Would you go through the records below and copy each line with the string "impl"?

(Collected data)
_ _ _

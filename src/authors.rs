use crate::config::AuthorConfig;
use std::collections::{HashMap, HashSet};

/// Maps raw author names onto canonical, case-folded identities.
///
/// Construction lower-cases the excluded set and both sides of the alias
/// table, so lookups are plain string comparisons afterwards.
#[derive(Debug, Clone, Default)]
pub struct AuthorNormalizer {
    aliases: HashMap<String, String>,
    excluded: HashSet<String>,
}

impl AuthorNormalizer {
    pub fn new(config: &AuthorConfig) -> Self {
        let aliases = config
            .aliases
            .iter()
            .map(|(raw, canonical)| (raw.to_lowercase(), canonical.to_lowercase()))
            .collect();
        let excluded = config.excluded.iter().map(|a| a.to_lowercase()).collect();
        Self { aliases, excluded }
    }

    /// `None` when the author is excluded, otherwise the canonical name.
    pub fn normalize(&self, raw: &str) -> Option<String> {
        let lowered = raw.to_lowercase();
        if self.excluded.contains(&lowered) {
            return None;
        }
        let canonical = self.aliases.get(&lowered).cloned().unwrap_or(lowered);
        if self.excluded.contains(&canonical) {
            return None;
        }
        Some(canonical)
    }
}

#[cfg(test)]
mod tests {
    use super::*;
    use std::collections::BTreeMap;

    fn normalizer(aliases: &[(&str, &str)], excluded: &[&str]) -> AuthorNormalizer {
        AuthorNormalizer::new(&AuthorConfig {
            aliases: aliases
                .iter()
                .map(|(k, v)| (k.to_string(), v.to_string()))
                .collect::<BTreeMap<_, _>>(),
            excluded: excluded.iter().map(|s| s.to_string()).collect(),
        })
    }

    #[test]
    fn alias_applies_after_case_folding() {
        let n = normalizer(&[("alice", "alice.smith")], &[]);
        assert_eq!(n.normalize("Alice").as_deref(), Some("alice.smith"));
        assert_eq!(n.normalize("Bob").as_deref(), Some("bob"));
    }

    #[test]
    fn exclusion_wins_over_alias() {
        let n = normalizer(&[("ci-bot", "release")], &["CI-Bot"]);
        assert_eq!(n.normalize("ci-bot"), None);
        assert_eq!(n.normalize("CI-BOT"), None);
    }

    #[test]
    fn alias_onto_excluded_name_is_dropped() {
        let n = normalizer(&[("dependabot[bot]", "bot")], &["bot"]);
        assert_eq!(n.normalize("dependabot[bot]"), None);
    }

    #[test]
    fn normalization_is_idempotent() {
        let n = normalizer(&[("al", "Alice.Smith"), ("alice", "alice.smith")], &[]);
        for raw in ["AL", "alice", "Carol"] {
            let once = n.normalize(raw).unwrap();
            assert_eq!(n.normalize(&once).as_deref(), Some(once.as_str()));
        }
    }
}
use chrono::{DateTime, NaiveDate, Utc};
use serde::{Deserialize, Serialize};
use std::path::{Path, PathBuf};

pub const SCHEMA_VERSION: u32 = 1;

/// A discovered repository: its absolute path plus the short name used in reports.
#[derive(Debug, Clone, PartialEq, Eq, PartialOrd, Ord, Serialize)]
pub struct RepositoryRef {
    pub path: PathBuf,
    pub name: String,
}

impl RepositoryRef {
    pub fn new(path: PathBuf) -> Self {
        let name = path
            .file_name()
            .map(|n| n.to_string_lossy().into_owned())
            .unwrap_or_else(|| path.display().to_string());
        Self { path, name }
    }

    pub fn path(&self) -> &Path {
        &self.path
    }
}

/// One commit found inside the analysis window, after author normalization.
#[derive(Debug, Clone, PartialEq, Eq, Serialize, Deserialize)]
pub struct CommitRecord {
    pub hash: String,
    pub date: NaiveDate,
    pub author: String,
    pub repository: String,
    pub additions: u64,
    pub deletions: u64,
}

/// Inclusive calendar-day window.
#[derive(Debug, Clone, Copy, PartialEq, Eq)]
pub struct DateWindow {
    pub since: NaiveDate,
    pub until: NaiveDate,
}

impl DateWindow {
    pub fn new(since: NaiveDate, until: NaiveDate) -> crate::error::Result<Self> {
        if since > until {
            return Err(crate::error::ContribError::InvalidDate(format!(
                "Invalid range: since ({since}) is after until ({until})"
            )));
        }
        Ok(Self { since, until })
    }
}

#[derive(Debug, Clone, PartialEq, Eq, Serialize, Deserialize)]
pub struct AuthorSummaryRow {
    pub author: String,
    pub commits: u64,
    pub additions: u64,
    pub deletions: u64,
    pub total_lines: u64,
}

#[derive(Debug, Clone, PartialEq, Eq, Serialize, Deserialize)]
pub struct DailyActivityRow {
    pub date: NaiveDate,
    pub author: String,
    pub commits: u64,
    pub additions: u64,
    pub deletions: u64,
}

#[derive(Debug, Clone, PartialEq, Eq, Serialize, Deserialize)]
pub struct RepositorySummaryRow {
    pub repository: String,
    pub author: String,
    pub commits: u64,
    pub additions: u64,
    pub deletions: u64,
}

#[derive(Debug, Clone, PartialEq, Eq, Serialize, Deserialize)]
pub struct AuthorCommits {
    pub author: String,
    pub commits: u64,
}

/// Commit activity for one calendar month, keyed `YYYY-MM`.
#[derive(Debug, Clone, PartialEq, Eq, Serialize, Deserialize)]
pub struct MonthActivity {
    pub month: String,
    pub commits: u64,
    pub top_authors: Vec<AuthorCommits>,
}

#[derive(Debug, Clone, PartialEq, Eq, Serialize, Deserialize)]
pub struct RepositoryActivity {
    pub repository: String,
    pub commits: u64,
    pub top_authors: Vec<AuthorCommits>,
}

#[derive(Debug, Clone, Default, PartialEq, Eq, Serialize, Deserialize)]
pub struct MonthlyDetail {
    pub months: Vec<MonthActivity>,
    pub repositories: Vec<RepositoryActivity>,
}

/// Author × month commit counts for the trend chart. `counts[a][m]` is the
/// number of commits by `authors[a]` in `months[m]`.
#[derive(Debug, Clone, Default, PartialEq, Eq, Serialize, Deserialize)]
pub struct TrendMatrix {
    pub months: Vec<String>,
    pub authors: Vec<String>,
    pub counts: Vec<Vec<u64>>,
}

impl TrendMatrix {
    pub fn is_empty(&self) -> bool {
        self.months.is_empty() || self.authors.is_empty()
    }

    pub fn max_count(&self) -> u64 {
        self.counts.iter().flatten().copied().max().unwrap_or(0)
    }
}

#[derive(Debug, Clone, Serialize, Deserialize)]
pub struct ReportOutput {
    pub version: u32,
    pub generated_at: DateTime<Utc>,
    pub since: NaiveDate,
    pub until: NaiveDate,
    pub repositories_scanned: usize,
    pub repositories_with_data: usize,
    pub author_summary: Vec<AuthorSummaryRow>,
    pub daily_activity: Vec<DailyActivityRow>,
    pub repository_summary: Vec<RepositorySummaryRow>,
    pub monthly: MonthlyDetail,
}

#[derive(Debug, Clone, Serialize)]
pub struct DiscoveredRepository {
    pub path: PathBuf,
    pub name: String,
    pub is_repository: bool,
}
#![allow(dead_code)]

use std::fs::{self, File};
use std::io::Write;
use std::path::Path;
use std::process::Command;

pub fn has_git() -> bool {
    Command::new("git").arg("--version").output().is_ok()
}

fn git(dir: &Path, args: &[&str]) {
    assert!(Command::new("git")
        .args(args)
        .current_dir(dir)
        .status()
        .unwrap()
        .success());
}

pub fn init_git_repo(dir: &Path) {
    fs::create_dir_all(dir).unwrap();
    git(dir, &["init", "-q"]);
    git(dir, &["config", "core.autocrlf", "false"]);
    git(dir, &["config", "commit.gpgsign", "false"]);
    git(dir, &["config", "user.email", "you@example.com"]);
    git(dir, &["config", "user.name", "Your Name"]);
}

/// Write `content` to `name` and commit it as `author` at noon on `date` (YYYY-MM-DD).
pub fn commit_file(dir: &Path, name: &str, content: &[u8], author: &str, date: &str) {
    let path = dir.join(name);
    if let Some(parent) = path.parent() {
        fs::create_dir_all(parent).unwrap();
    }
    let mut f = File::create(&path).unwrap();
    f.write_all(content).unwrap();
    f.sync_all().unwrap();

    git(dir, &["add", "."]);
    git_as(dir, &["commit", "-q", "-m", &format!("update {name}")], author, date);
}

/// Run a committing git command as `author` at noon on `date` (YYYY-MM-DD).
pub fn git_as(dir: &Path, args: &[&str], author: &str, date: &str) {
    let stamp = format!("{date}T12:00:00");
    assert!(Command::new("git")
        .args(args)
        .current_dir(dir)
        .env("GIT_AUTHOR_NAME", author)
        .env("GIT_AUTHOR_EMAIL", "dev@example.com")
        .env("GIT_COMMITTER_NAME", author)
        .env("GIT_COMMITTER_EMAIL", "dev@example.com")
        .env("GIT_AUTHOR_DATE", &stamp)
        .env("GIT_COMMITTER_DATE", &stamp)
        .status()
        .unwrap()
        .success());
}

/// A repository with one commit before the window, two by "Alice", one by "Bob" touching a
/// binary file, and one by "CI Bot".
pub fn sample_repo(dir: &Path) {
    init_git_repo(dir);
    commit_file(dir, "c.txt", b"old\n", "Carol", "2023-12-01");
    commit_file(dir, "a.txt", b"one\ntwo\nthree\n", "Alice", "2024-01-05");
    commit_file(dir, "a.txt", b"one\nTWO\nthree\n", "Alice", "2024-01-05");
    fs::write(dir.join("logo.bin"), b"\x00\x01\x02binary\x00").unwrap();
    commit_file(dir, "b.txt", b"x\ny\n", "Bob", "2024-02-01");
    commit_file(dir, "ci.txt", b"generated\n", "CI Bot", "2024-02-02");
}

/// Alice commits on the main line, Bob adds a two-line file on `feature`, and Carol merges it
/// with `--no-ff`, so the merge's first-parent diff is Bob's two lines.
pub fn merge_repo(dir: &Path) {
    init_git_repo(dir);
    commit_file(dir, "base.txt", b"base\n", "Alice", "2024-01-10");
    git(dir, &["checkout", "-q", "-b", "feature"]);
    commit_file(dir, "feature.txt", b"one\ntwo\n", "Bob", "2024-01-11");
    git(dir, &["checkout", "-q", "-"]);
    git_as(dir, &["merge", "-q", "--no-ff", "-m", "merge feature", "feature"], "Carol", "2024-01-12");
}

_ _ _

*Written answer*:
impl AuthorNormalizer {
impl RepositoryRef {
impl DateWindow {
impl TrendMatrix {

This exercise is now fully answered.